@robceliesius/convex-duckdb

v0.2.4

Published

22 days ago

Convex component providing DuckDB-powered analytics over Convex data with S3/Minio Parquet storage via sidecar service.

Downloads

721

0High
0Medium
0Low

robceliesius

@robceliesius/convex-duckdb

DuckDB-powered SQL analytics for Convex apps.

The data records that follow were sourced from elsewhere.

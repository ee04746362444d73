//! core::config
//!
//! Configuration schema and loading.
//!
//! # Precedence
//!
//! Values are resolved in this order (later overrides earlier):
//! 1. Default values
//! 2. Global config file
//! 3. Environment (`$MKGIT_SITES_DIR`)
//! 4. CLI flags (not handled here)
//!
//! # Config Locations
//!
//! Searched in order:
//! 1. `$MKGIT_CONFIG` if set
//! 2. `$XDG_CONFIG_HOME/mkgit/config.toml`
//! 3. `~/.mkgit/config.toml`
//!
//! # Example
//!
//! ```no_run
//! use mkgit::core::config::Config;
//!
//! let config = Config::load().unwrap();
//! if let Some(dir) = config.sites_dir() {
//!     println!("sites in {}", dir.display());
//! }
//! println!("GitHub API: {}", config.github_api_base());
//! ```

pub mod schema;

pub use schema::{GitHubConfig, GitLabConfig, GlobalConfig};

use std::fs;
use std::path::{Path, PathBuf};

use thiserror::Error;

use super::sites::SiteRegistry;

/// Environment variable naming an explicit config file.
pub const CONFIG_ENV: &str = "MKGIT_CONFIG";

/// Environment variable overriding the site directory.
pub const SITES_DIR_ENV: &str = "MKGIT_SITES_DIR";

/// Default GitHub REST API base URL.
pub const DEFAULT_GITHUB_API_BASE: &str = "https://api.github.com";

/// Errors from configuration operations.
#[derive(Debug, Error)]
pub enum ConfigError {
    #[error("failed to read config file '{path}': {source}")]
    ReadError {
        path: PathBuf,
        source: std::io::Error,
    },

    #[error("failed to parse config file '{path}': {message}")]
    ParseError { path: PathBuf, message: String },

    #[error("config file '{path}' named by MKGIT_CONFIG does not exist")]
    Missing { path: PathBuf },

    #[error("invalid config value: {0}")]
    InvalidValue(String),
}

/// Loaded configuration.
#[derive(Debug, Clone, Default)]
pub struct Config {
    /// Global configuration
    pub global: GlobalConfig,
    /// Path to the config file (if loaded)
    path: Option<PathBuf>,
}

impl Config {
    /// Load configuration from the default locations.
    ///
    /// # Errors
    ///
    /// Returns an error if a config file exists but cannot be parsed or
    /// fails validation, or if `$MKGIT_CONFIG` names a missing file. A
    /// missing file in the default locations is not an error.
    pub fn load() -> Result<Self, ConfigError> {
        let path = Self::locate()?;
        let global = match &path {
            Some(p) => Self::read(p)?,
            None => GlobalConfig::default(),
        };
        global.validate()?;

        Ok(Self { global, path })
    }

    /// Load configuration from an explicit file.
    pub fn load_from(path: &Path) -> Result<Self, ConfigError> {
        let global = Self::read(path)?;
        global.validate()?;
        Ok(Self {
            global,
            path: Some(path.to_path_buf()),
        })
    }

    /// Find the config file for this process environment.
    fn locate() -> Result<Option<PathBuf>, ConfigError> {
        Self::locate_from(
            std::env::var_os(CONFIG_ENV).map(PathBuf::from),
            std::env::var_os("XDG_CONFIG_HOME").map(PathBuf::from),
            dirs::home_dir(),
        )
    }

    /// An explicit path must exist; the default locations are optional.
    fn locate_from(
        explicit: Option<PathBuf>,
        xdg_home: Option<PathBuf>,
        home: Option<PathBuf>,
    ) -> Result<Option<PathBuf>, ConfigError> {
        if let Some(path) = explicit.filter(|p| !p.as_os_str().is_empty()) {
            if !path.is_file() {
                return Err(ConfigError::Missing { path });
            }
            return Ok(Some(path));
        }

        let candidates = [
            xdg_home.map(|dir| dir.join("mkgit/config.toml")),
            home.map(|dir| dir.join(".mkgit/config.toml")),
        ];
        Ok(candidates.into_iter().flatten().find(|p| p.exists()))
    }

    fn read(path: &Path) -> Result<GlobalConfig, ConfigError> {
        let contents = fs::read_to_string(path).map_err(|e| ConfigError::ReadError {
            path: path.to_path_buf(),
            source: e,
        })?;

        toml::from_str(&contents).map_err(|e| ConfigError::ParseError {
            path: path.to_path_buf(),
            message: e.to_string(),
        })
    }

    // =========================================================================
    // Accessor methods with precedence
    // =========================================================================

    /// Directory holding named site files.
    ///
    /// `$MKGIT_SITES_DIR` wins over the config file; both fall back to
    /// `~/.mkgit`.
    pub fn sites_dir(&self) -> Option<PathBuf> {
        if let Ok(dir) = std::env::var(SITES_DIR_ENV) {
            if !dir.is_empty() {
                return Some(PathBuf::from(dir));
            }
        }
        self.global
            .sites_dir
            .clone()
            .or_else(SiteRegistry::default_dir)
    }

    /// Directory holding credential dotfiles. Defaults to the home directory.
    pub fn credentials_dir(&self) -> Option<PathBuf> {
        self.global.credentials_dir.clone().or_else(dirs::home_dir)
    }

    /// Keyword used when `-X` is absent.
    pub fn default_site(&self) -> Option<&str> {
        self.global.default_site.as_deref()
    }

    /// Whether prompts are allowed. Defaults to `true`.
    pub fn interactive(&self) -> bool {
        self.global.interactive.unwrap_or(true)
    }

    /// GitHub REST API base URL.
    pub fn github_api_base(&self) -> &str {
        self.global
            .github
            .as_ref()
            .and_then(|g| g.api_base.as_deref())
            .unwrap_or(DEFAULT_GITHUB_API_BASE)
    }

    /// GitLab REST API base URL for `host`.
    pub fn gitlab_api_base(&self, host: &str) -> String {
        let scheme = self
            .global
            .gitlab
            .as_ref()
            .and_then(|g| g.api_scheme.as_deref())
            .unwrap_or("https");
        format!("{}://{}/api/v4", scheme, host)
    }

    /// Path to the loaded config file.
    pub fn loaded_from(&self) -> Option<&Path> {
        self.path.as_deref()
    }
}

Export Convex data to Parquet in S3/MinIO, then run DuckDB SQL over those Parquet files without touching your production database.

How It Works

Your Convex App
  │
  ├─ Component (metadata)    Tracks table registrations & snapshot history
  │     stored in Convex
  │
  └─ DuckDB Sidecar (HTTP)   Converts data → Parquet, uploads to S3,
        runs SQL queries       executes SQL over Parquet files
        over Parquet in S3

The component handles metadata (table registrations, column mappings, snapshot history).

The sidecar handles the heavy lifting (Parquet serialization, S3/MinIO uploads, DuckDB query execution).

This split is intentional: DuckDB is a native dependency and should not run inside Convex UDFs.

Installation

npm install @robceliesius/convex-duckdb

Setup

1. Register the component (Convex plugin)

// convex/convex.config.ts
import { defineApp } from "convex/server";
import duckdb from "@robceliesius/convex-duckdb/convex.config";

const app = defineApp();
app.use(duckdb);
export default app;

This makes the component API available at components.duckdb (via Convex codegen).

2. Run the DuckDB sidecar (HTTP service)

The sidecar is a lightweight Node.js service that runs alongside your app. See convex-duckdb-sidecar for the Docker image, or run it directly:

cd duckdb-sidecar
npm install && npm run build
PORT=3214 node dist/server.js

Important (Docker base image): DuckDB uses native bindings. Alpine-based images frequently fail to load DuckDB (ERR_DLOPEN_FAILED / missing ld-linux-*). Prefer a glibc-based base image (Debian/Ubuntu), e.g. node:*-bookworm-slim.

Docker Compose example:

duckdb-sidecar:
  build: ./duckdb-sidecar
  ports:
    - "3214:3214"
  depends_on:
    - minio

3. Configure runtime environment (Convex env)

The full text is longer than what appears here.